If I had time, I would want to make the move between Deer Night and The Mystery of Kaspar Hauser via the epic theater of Bertolt Brecht and the operas—Parsifal, in particular—of Richard Wagner, an odd pair, I know, and the Wagner, especially, must seem an unlikely context for understanding something about Scalapino’s work, but I believe that there is something to be said within the context it provides. In Parsifal the plot, the drama, is entirely interior, and the sole site of real motion is in the music. The shape of the movements of the characters is driven from within, as a manifestation of radical inner conflict rooted in a past that has become the inner shape of the outer present, its wound.

To an only slightly less noticeable degree, the drama of Herzog’s hero, Kaspar (whose innocence parallels that of Wagner’s Parsifal) is also an interior one, the drama of existential wonder (astonishment at the not-necessary but possible character of all that appears) and of social suffering (Kaspar’s wounded state is social and all evidence indicates that it was the result of social force—a dynastic battle over competing heirs to the house of Baden, one the rightful heir who was said to have died as a very young child and the other his cousin, who became the heir after the death of the child and in fact became prince of Baden).

Suffering has been a persistent concern in Leslie Scalapino’s work. She can quite accurately be said to be at work on the problem of suffering, a problem that is always under scrutiny by Buddhist philosophy, which originates in pondering the causes, interior (in the mind) and exterior (in the world), of suffering and the possibility for freedom from it.

Buddhist philosophy, which Scalapino has studied for many years in great depth and detail [2] , makes two observations of particular relevance: first, that pain and suffering are ubiquitous and that living as we do in their midst we cannot help but be in a state of terror; and second, that empirical reality is solely phenomenal—a matter of appearances—and we can never see anything as it is (per se, to use Scalapino’s term, or as a thing-in-itself, to use Kant’s), first because it doesn’t show itself as it is and second because, after a space of time no greater, according to Nagarjuna, than 1/65th of a finger snap, our perceptions are immediately taken over by our intellect, a constructed (or, in Nagarjuna’s terminology, karmic) formation, the result of and force for conditioning (and thus also taking over) by the force of previous experience, including, perniciously, social conditioning.

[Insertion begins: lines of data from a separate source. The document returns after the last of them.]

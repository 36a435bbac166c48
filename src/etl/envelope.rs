//! Envelopes carry decoded chain events through the projection pipeline.

use std::any::Any;
use std::collections::hash_map::DefaultHasher;
use std::fmt;
use std::hash::{Hash, Hasher};

use luckypot_common::{Address, TxHash};
use serde::{Deserialize, Serialize};

/// Stable identifier for an event kind, derived from its dotted wire
/// name. Dispatch compares ids instead of strings.
#[derive(Debug, Clone, Copy, PartialEq, Eq, Hash)]
pub struct TypeId(u64);

impl TypeId {
    /// Id for an event name such as "pot.ticket_created".
    pub fn new(name: &str) -> Self {
        let mut hasher = DefaultHasher::new();
        name.hash(&mut hasher);
        Self(hasher.finish())
    }
}

/// Chain coordinates of the event an envelope was decoded from.
///
/// Handlers read timestamps, the emitting contract and the transaction
/// hash from here instead of walking back to the raw feed.
#[derive(Debug, Clone, Copy, PartialEq, Eq, Serialize, Deserialize)]
pub struct EventContext {
    /// Contract that emitted the event
    pub contract: Address,

    /// Hash of the transaction that emitted the event
    pub tx_hash: TxHash,

    /// Block the event landed in
    pub block_number: u64,

    /// Block timestamp in seconds
    pub block_timestamp: u64,

    /// Position of the event within the block
    pub log_index: u32,
}

/// A decoded event that knows its own [`TypeId`].
///
/// Bodies cross the pipeline as trait objects; projections filter on
/// the id, then downcast back to the concrete event enum.
pub trait TypedBody: Send + Sync {
    fn envelope_type_id(&self) -> TypeId;
    fn as_any(&self) -> &dyn Any;
}

/// One decoded event plus everything a projection needs to fold it.
pub struct Envelope {
    /// Feed-unique identifier, used for logging
    pub id: String,

    /// Id of the concrete body type
    pub type_id: TypeId,

    /// The decoded event
    pub body: Box<dyn TypedBody>,

    /// Chain coordinates of the source event
    pub context: EventContext,

    /// Unix seconds when the envelope entered the pipeline
    pub ingested_at: i64,
}

impl Envelope {
    pub fn new(id: String, body: Box<dyn TypedBody>, context: EventContext) -> Self {
        Self {
            id,
            type_id: body.envelope_type_id(),
            body,
            context,
            ingested_at: chrono::Utc::now().timestamp(),
        }
    }

    /// The concrete event behind the trait object, if `T` matches.
    pub fn downcast_ref<T: 'static>(&self) -> Option<&T> {
        self.body.as_any().downcast_ref::<T>()
    }
}

impl fmt::Debug for Envelope {
    fn fmt(&self, f: &mut fmt::Formatter<'_>) -> fmt::Result {
        f.debug_struct("Envelope")
            .field("id", &self.id)
            .field("type_id", &self.type_id)
            .field("context", &self.context)
            .field("ingested_at", &self.ingested_at)
            .finish_non_exhaustive()
    }
}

In several respects, the conflict faced by someone in quest of clear seeing but trapped within karmic formation is related to the familiar conflict between individual and society that was the central preoccupation of the nineteenth-century novel and of crucial concern to the Protestant, capitalist, middle-class. This middle-class was heir to the imperialism that was an intrinsic part of the Enlightenment, whose values seemed to justify colonialism and which in turn made the rise of the middle class possible. But to the degree that Scalapino’s Deer Night participates in the tradition of this conflict, it does so in a particularly radical way. It carries out a challenge both to individuation and to the social, attacking the assumptions on which both sides of the conflict were premised.

It is in this context that, in Deer Night, Scalapino has rewritten The Tempest, which she views as a drama of imperialism.

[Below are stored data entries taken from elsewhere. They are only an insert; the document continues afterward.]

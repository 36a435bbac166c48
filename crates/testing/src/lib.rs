//! Test utilities for the Luckypot indexer
//!
//! Provides a programmable in-memory [`ChainReader`] plus small
//! builders for the envelope context handlers receive.

use std::collections::{HashMap, HashSet};
use std::sync::Mutex;

use anyhow::Result;
use async_trait::async_trait;
use luckypot::etl::EventContext;
use luckypot_common::chain::{ChainReader, Erc20Metadata, PotState};
use luckypot_common::{Address, TxHash, U256};

/// Shorthand for a test address derived from a small integer.
pub fn addr(n: u64) -> Address {
    Address::from_low_u64_be(n)
}

/// Build an event context keyed by a transaction nonce.
///
/// The block number tracks the nonce so consecutive contexts stay
/// ordered the way a real feed would deliver them.
pub fn event_context(contract: Address, tx: u64, timestamp: u64) -> EventContext {
    EventContext {
        contract,
        tx_hash: TxHash::from_low_u64_be(tx),
        block_number: tx,
        block_timestamp: timestamp,
        log_index: 0,
    }
}

/// A pot parameter struct with plausible defaults for tests.
pub fn sample_pot_state(status: u8) -> PotState {
    PotState {
        status,
        prize_token: addr(0x1000),
        prize_amount: U256::from(10u64).pow(U256::from(18u64)) * U256::from(2u64),
        power_token: addr(0x2000),
        power_unit: U256::from(10u64).pow(U256::from(18u64)),
        sponsor_amount: U256::zero(),
        start_time: 1_700_000_000,
        end_time: 1_700_086_400,
        max_per_user: U256::from(10u64),
        total_tickets: U256::zero(),
        use_sqrt_tickets: false,
        note: "ipfs://QmPotNote".to_string(),
    }
}

#[derive(Default)]
struct Inner {
    balances: HashMap<(Address, Address, Address), U256>,
    pot_states: HashMap<(Address, u64), PotState>,
    pot_state_failures: HashSet<(Address, u64)>,
    prize_states: HashMap<(Address, u64), (Vec<U256>, Vec<bool>)>,
    metadata: HashMap<Address, Erc20Metadata>,
    metadata_failures: HashSet<Address>,
    balance_fetches: usize,
    state_fetches: usize,
    metadata_fetches: usize,
}

/// Programmable in-memory chain for handler tests.
///
/// Unprogrammed reads behave like the real thing at its worst: balances
/// and prize states error (transport failure), pot states revert, token
/// metadata reports nothing. Every read attempt is counted so tests can
/// assert how often a handler went back to the chain.
#[derive(Default)]
pub struct MockChainReader {
    inner: Mutex<Inner>,
}

impl MockChainReader {
    pub fn new() -> Self {
        Self::default()
    }

    pub fn set_balance(&self, contract: Address, user: Address, token: Address, balance: U256) {
        let mut inner = self.inner.lock().unwrap();
        inner.balances.insert((contract, user, token), balance);
    }

    /// Make `balance_of` fail again for this key (the unprogrammed default).
    pub fn clear_balance(&self, contract: Address, user: Address, token: Address) {
        let mut inner = self.inner.lock().unwrap();
        inner.balances.remove(&(contract, user, token));
    }

    pub fn set_pot_state(&self, contract: Address, pot_id: u64, state: PotState) {
        let mut inner = self.inner.lock().unwrap();
        inner.pot_state_failures.remove(&(contract, pot_id));
        inner.pot_states.insert((contract, pot_id), state);
    }

    /// Make `luckypot_state` revert for this pot (the unprogrammed default).
    pub fn clear_pot_state(&self, contract: Address, pot_id: u64) {
        let mut inner = self.inner.lock().unwrap();
        inner.pot_states.remove(&(contract, pot_id));
        inner.pot_state_failures.remove(&(contract, pot_id));
    }

    /// Make `luckypot_state` fail with a transport error for this pot.
    pub fn fail_pot_state(&self, contract: Address, pot_id: u64) {
        let mut inner = self.inner.lock().unwrap();
        inner.pot_states.remove(&(contract, pot_id));
        inner.pot_state_failures.insert((contract, pot_id));
    }

    pub fn set_prize_states(
        &self,
        contract: Address,
        pot_id: u64,
        amounts: Vec<U256>,
        claims: Vec<bool>,
    ) {
        let mut inner = self.inner.lock().unwrap();
        inner.prize_states.insert((contract, pot_id), (amounts, claims));
    }

    pub fn set_erc20_metadata(&self, token: Address, metadata: Erc20Metadata) {
        let mut inner = self.inner.lock().unwrap();
        inner.metadata_failures.remove(&token);
        inner.metadata.insert(token, metadata);
    }

    /// Make `erc20_metadata` fail with a transport error for this token.
    pub fn fail_erc20_metadata(&self, token: Address) {
        let mut inner = self.inner.lock().unwrap();
        inner.metadata.remove(&token);
        inner.metadata_failures.insert(token);
    }

    pub fn balance_fetches(&self) -> usize {
        self.inner.lock().unwrap().balance_fetches
    }

    pub fn state_fetches(&self) -> usize {
        self.inner.lock().unwrap().state_fetches
    }

    pub fn metadata_fetches(&self) -> usize {
        self.inner.lock().unwrap().metadata_fetches
    }
}

#[async_trait]
impl ChainReader for MockChainReader {
    async fn balance_of(&self, contract: Address, user: Address, token: Address) -> Result<U256> {
        let mut inner = self.inner.lock().unwrap();
        inner.balance_fetches += 1;
        inner
            .balances
            .get(&(contract, user, token))
            .copied()
            .ok_or_else(|| anyhow::anyhow!("no balance programmed for user {user:?} token {token:?}"))
    }

    async fn luckypot_state(&self, contract: Address, pot_id: u64) -> Result<Option<PotState>> {
        let mut inner = self.inner.lock().unwrap();
        inner.state_fetches += 1;
        if inner.pot_state_failures.contains(&(contract, pot_id)) {
            anyhow::bail!("pot state endpoint down for pot {pot_id}");
        }
        Ok(inner.pot_states.get(&(contract, pot_id)).cloned())
    }

    async fn prize_states(&self, contract: Address, pot_id: u64) -> Result<(Vec<U256>, Vec<bool>)> {
        let inner = self.inner.lock().unwrap();
        inner
            .prize_states
            .get(&(contract, pot_id))
            .cloned()
            .ok_or_else(|| anyhow::anyhow!("no prize states programmed for pot {pot_id}"))
    }

    async fn erc20_metadata(&self, token: Address) -> Result<Erc20Metadata> {
        let mut inner = self.inner.lock().unwrap();
        inner.metadata_fetches += 1;
        if inner.metadata_failures.contains(&token) {
            anyhow::bail!("metadata endpoint down for token {token:?}");
        }
        Ok(inner.metadata.get(&token).cloned().unwrap_or_default())
    }
}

Her rewriting of The Tempest is extreme—it is absolute. Scarcely a trace of The Tempest remains. It is, she has said, “a total rewriting—that is, without using the plots, characters or language of Shakespeare. The writing is not a ‘lyrical’ ‘meditation’ on Caliban’s colonized state...It is perspective that is rearrangement...It’s rearrangement of one’s thought, by demonstrating its rearrangement.” [3]

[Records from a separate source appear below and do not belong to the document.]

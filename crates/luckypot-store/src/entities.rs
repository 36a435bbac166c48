//! Projected entity records.
//!
//! Every entity is keyed by a natural key built from domain identifiers
//! (addresses, pot ids, tx hashes), never by a surrogate id. Handlers
//! read the current record, fold the event into it, and write it back;
//! the `new` constructors carry the zero-valued defaults a record starts
//! from when an event touches it for the first time.

use luckypot_common::{Address, TxHash, U256};
use rusqlite::types::{FromSql, FromSqlError, FromSqlResult, ToSqlOutput, ValueRef};
use rusqlite::ToSql;
use thiserror::Error;

use crate::status::PotStatus;

/// Cached token descriptor. Fetched once from the contract, never
/// refreshed (see `registry::ensure_token`).
#[derive(Debug, Clone, PartialEq, Eq)]
pub struct Token {
    pub address: Address,
    pub name: String,
    pub symbol: String,
    pub decimals: u32,
}

/// Per-user-per-token points balance.
///
/// `balance` is an authoritative overwrite from the chain on every
/// event; `total_credit`/`total_debit` are delta accumulators and only
/// ever increase.
#[derive(Debug, Clone, PartialEq, Eq)]
pub struct UserPower {
    pub user: Address,
    pub token: Address,
    pub balance: U256,
    pub total_credit: U256,
    pub total_debit: U256,
}

impl UserPower {
    pub fn new(user: Address, token: Address) -> Self {
        Self {
            user,
            token,
            balance: U256::zero(),
            total_credit: U256::zero(),
            total_debit: U256::zero(),
        }
    }
}

/// Immutable snapshot of one lock action.
#[derive(Debug, Clone, PartialEq, Eq)]
pub struct LockRecord {
    pub user: Address,
    pub token: Address,
    pub lock_index: u64,
    pub amount: U256,
    pub unlock_time: u64,
    pub powers: U256,
    /// Set at creation; unlock flagging is reserved for future events
    /// and not currently exercised.
    pub active: bool,
    pub tx_hash: TxHash,
    pub timestamp: u64,
}

/// Per-user-per-token lock rollup.
///
/// `locking` is maintained purely by increment/decrement with no floor
/// and no reconciliation against `locked`/`unlocked`; a deficit wraps
/// modulo 2^256.
#[derive(Debug, Clone, PartialEq, Eq)]
pub struct UserLockStat {
    pub user: Address,
    pub token: Address,
    pub locked: U256,
    pub unlocked: U256,
    pub locking: U256,
    pub powers: U256,
}

impl UserLockStat {
    pub fn new(user: Address, token: Address) -> Self {
        Self {
            user,
            token,
            locked: U256::zero(),
            unlocked: U256::zero(),
            locking: U256::zero(),
            powers: U256::zero(),
        }
    }
}

/// Discriminates the two stake-record kinds.
#[derive(Debug, Clone, Copy, PartialEq, Eq)]
pub enum StakeKind {
    Stake,
    Unstake,
}

#[derive(Debug, Error)]
#[error("invalid stake kind: {0}")]
pub struct InvalidStakeKind(pub String);

impl StakeKind {
    pub fn as_str(&self) -> &'static str {
        match self {
            Self::Stake => "STAKE",
            Self::Unstake => "UNSTAKE",
        }
    }
}

impl ToSql for StakeKind {
    fn to_sql(&self) -> rusqlite::Result<ToSqlOutput<'_>> {
        Ok(self.as_str().into())
    }
}

impl FromSql for StakeKind {
    fn column_result(value: ValueRef<'_>) -> FromSqlResult<Self> {
        match value.as_str()? {
            "STAKE" => Ok(Self::Stake),
            "UNSTAKE" => Ok(Self::Unstake),
            other => Err(FromSqlError::Other(Box::new(InvalidStakeKind(
                other.to_string(),
            )))),
        }
    }
}

/// One row per stake/unstake transaction. Keyed by tx hash; the source
/// contract emits at most one such event per transaction.
#[derive(Debug, Clone, PartialEq, Eq)]
pub struct StakeRecord {
    pub tx_hash: TxHash,
    pub user: Address,
    pub token: Address,
    pub kind: StakeKind,
    pub amount: U256,
    pub timestamp: u64,
}

/// Per-user-per-token stake rollup. `staking` is floor-free like
/// `UserLockStat::locking`.
#[derive(Debug, Clone, PartialEq, Eq)]
pub struct UserStake {
    pub user: Address,
    pub token: Address,
    pub staked: U256,
    pub unstaked: U256,
    pub staking: U256,
    pub claimed_powers: U256,
}

impl UserStake {
    pub fn new(user: Address, token: Address) -> Self {
        Self {
            user,
            token,
            staked: U256::zero(),
            unstaked: U256::zero(),
            staking: U256::zero(),
            claimed_powers: U256::zero(),
        }
    }
}

/// The lottery aggregate. One row per on-chain pot id.
///
/// `winners` and `prize_claims` are fixed at exactly four slots from
/// creation (zero-address / false sentinels), one per win place.
#[derive(Debug, Clone, PartialEq, Eq)]
pub struct Pot {
    pub pot_id: u64,
    pub status: PotStatus,
    pub prize_token: Address,
    pub prize_amount: U256,
    pub power_token: Address,
    pub power_unit: U256,
    pub sponsor_amount: U256,
    pub start_time: u64,
    pub end_time: u64,
    pub max_per_user: U256,
    pub total_tickets: U256,
    pub use_sqrt_tickets: bool,
    pub funder: Address,
    pub note: String,
    /// Derived human-readable label, e.g. "2 BNB".
    pub title: String,
    /// Link into the token registry; absent when the prize token is the
    /// zero address (native coin).
    pub prize_token_info: Option<Address>,
    pub power_token_info: Option<Address>,
    /// Count of distinct ticket holders.
    pub participants: u32,
    pub winners: Vec<Address>,
    pub prize_claims: Vec<bool>,
    /// Snapshot from the contract at end time.
    pub prize_amounts: Vec<U256>,
    pub draw_numbers: Vec<i32>,
    pub created_at: u64,
    pub tx_hash: TxHash,
}

/// Number of win places; `Pot::winners`/`Pot::prize_claims` always hold
/// exactly this many slots.
pub const WIN_PLACES: usize = 4;

/// Per-pot-per-user ticket rollup. Creation of this row is what bumps
/// the pot's `participants` counter.
#[derive(Debug, Clone, PartialEq, Eq)]
pub struct PotParticipant {
    pub pot_id: u64,
    pub user: Address,
    pub total_tickets: U256,
    /// Reserved; initialized zero and not updated by current events.
    pub stake_amount: U256,
}

impl PotParticipant {
    pub fn new(pot_id: u64, user: Address) -> Self {
        Self {
            pot_id,
            user,
            total_tickets: U256::zero(),
            stake_amount: U256::zero(),
        }
    }
}

/// Cumulative sponsor contribution per user per pot, floor-clamped at
/// zero on refunds.
#[derive(Debug, Clone, PartialEq, Eq)]
pub struct PotSponsor {
    pub pot_id: u64,
    pub user: Address,
    pub sponsor_amount: U256,
}

impl PotSponsor {
    pub fn new(pot_id: u64, user: Address) -> Self {
        Self {
            pot_id,
            user,
            sponsor_amount: U256::zero(),
        }
    }
}

/// Immutable snapshot of one ticket purchase.
#[derive(Debug, Clone, PartialEq, Eq)]
pub struct PotTicket {
    pub pot_id: u64,
    pub ticket_id: u64,
    pub user: Address,
    pub num: U256,
    pub current_size: U256,
    pub use_powers: U256,
    pub note: String,
    pub created_at: u64,
    pub tx_hash: TxHash,
}

/// Audit row appended when a pot is cancelled.
#[derive(Debug, Clone, PartialEq, Eq)]
pub struct PotCancelEvent {
    pub pot_id: u64,
    pub caller: Address,
    pub total_tickets: U256,
    pub created_at: u64,
    pub tx_hash: TxHash,
}

/// Audit row appended when a pot is closed.
#[derive(Debug, Clone, PartialEq, Eq)]
pub struct PotCloseEvent {
    pub pot_id: u64,
    pub caller: Address,
    pub total_tickets: U256,
    pub created_at: u64,
    pub tx_hash: TxHash,
}

/// Audit row appended when a pot ends, carrying the randomness draw.
#[derive(Debug, Clone, PartialEq, Eq)]
pub struct PotEndEvent {
    pub pot_id: u64,
    pub caller: Address,
    pub draw_numbers: Vec<i32>,
    pub amounts: Vec<U256>,
    pub created_at: u64,
    pub tx_hash: TxHash,
}

/// Audit row appended for every sponsor contribution.
#[derive(Debug, Clone, PartialEq, Eq)]
pub struct PotSponsorRecord {
    pub pot_id: u64,
    pub user: Address,
    pub prize_token: Address,
    pub sponsor_amount: U256,
    pub note: String,
    pub created_at: u64,
    pub tx_hash: TxHash,
}

/// One row per claimed win place.
#[derive(Debug, Clone, PartialEq, Eq)]
pub struct ClaimPrizeRecord {
    pub pot_id: u64,
    pub win_place: u32,
    pub user: Address,
    pub prize_token: Address,
    pub prize_amount: U256,
    pub created_at: u64,
    pub tx_hash: TxHash,
}

/// Global per-user rollup across all pots.
#[derive(Debug, Clone, PartialEq, Eq)]
pub struct UserStat {
    pub user: Address,
    pub create_count: u32,
    pub sponsor_count: u32,
    pub join_count: u32,
    pub win_count: u32,
    pub total_tickets: U256,
}

impl UserStat {
    pub fn new(user: Address) -> Self {
        Self {
            user,
            create_count: 0,
            sponsor_count: 0,
            join_count: 0,
            win_count: 0,
            total_tickets: U256::zero(),
        }
    }
}

/// Per-user-per-token amount rollup across all pots.
///
/// The token key is the raw event address; a row may reference the zero
/// address even though no Token record exists for it.
#[derive(Debug, Clone, PartialEq, Eq)]
pub struct UserTokenStat {
    pub user: Address,
    pub token: Address,
    pub create_amount: U256,
    pub sponsor_amount: U256,
    pub join_amount: U256,
    pub win_amount: U256,
}

impl UserTokenStat {
    pub fn new(user: Address, token: Address) -> Self {
        Self {
            user,
            token,
            create_amount: U256::zero(),
            sponsor_amount: U256::zero(),
            join_amount: U256::zero(),
            win_amount: U256::zero(),
        }
    }
}

/// Flat descriptor parsed from fetched JSON content, keyed by CID.
#[derive(Debug, Clone, PartialEq, Eq)]
pub struct TokenMetadataRecord {
    pub cid: String,
    pub name: String,
    pub image: String,
    pub description: String,
}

With the stakes as great as they are (and it is because so much is at stake that Scalapino’s writings have such emotional intensity), such a rearrangement must be total—it must rupture as well as shift. It involves wrecking the mind. As Scalapino says “I just want to wreck your mind.” [4]

Wrecking mind—or “continual conceptual rebellion,” as Scalapino terms it—is not something to be undertaken casually; this is not gestural, it involves no glib theatricality, and the syntactic layering and the conceptual difficulties—the mind-wrecking devices—are not mere avant-garde gestures; Scalapino’s work is not about surface aesthetics.

Scalapino feels that it is her obligation to wreck mind: one’s own mind, since in exercising its powers of interpretation, it obscures experience under clouds of illusion, nullifying empirical haeceity and blinding us to reality; and the mind of others’, since in interpreting us, others perform acts of deformation and even, potentially, of destruction.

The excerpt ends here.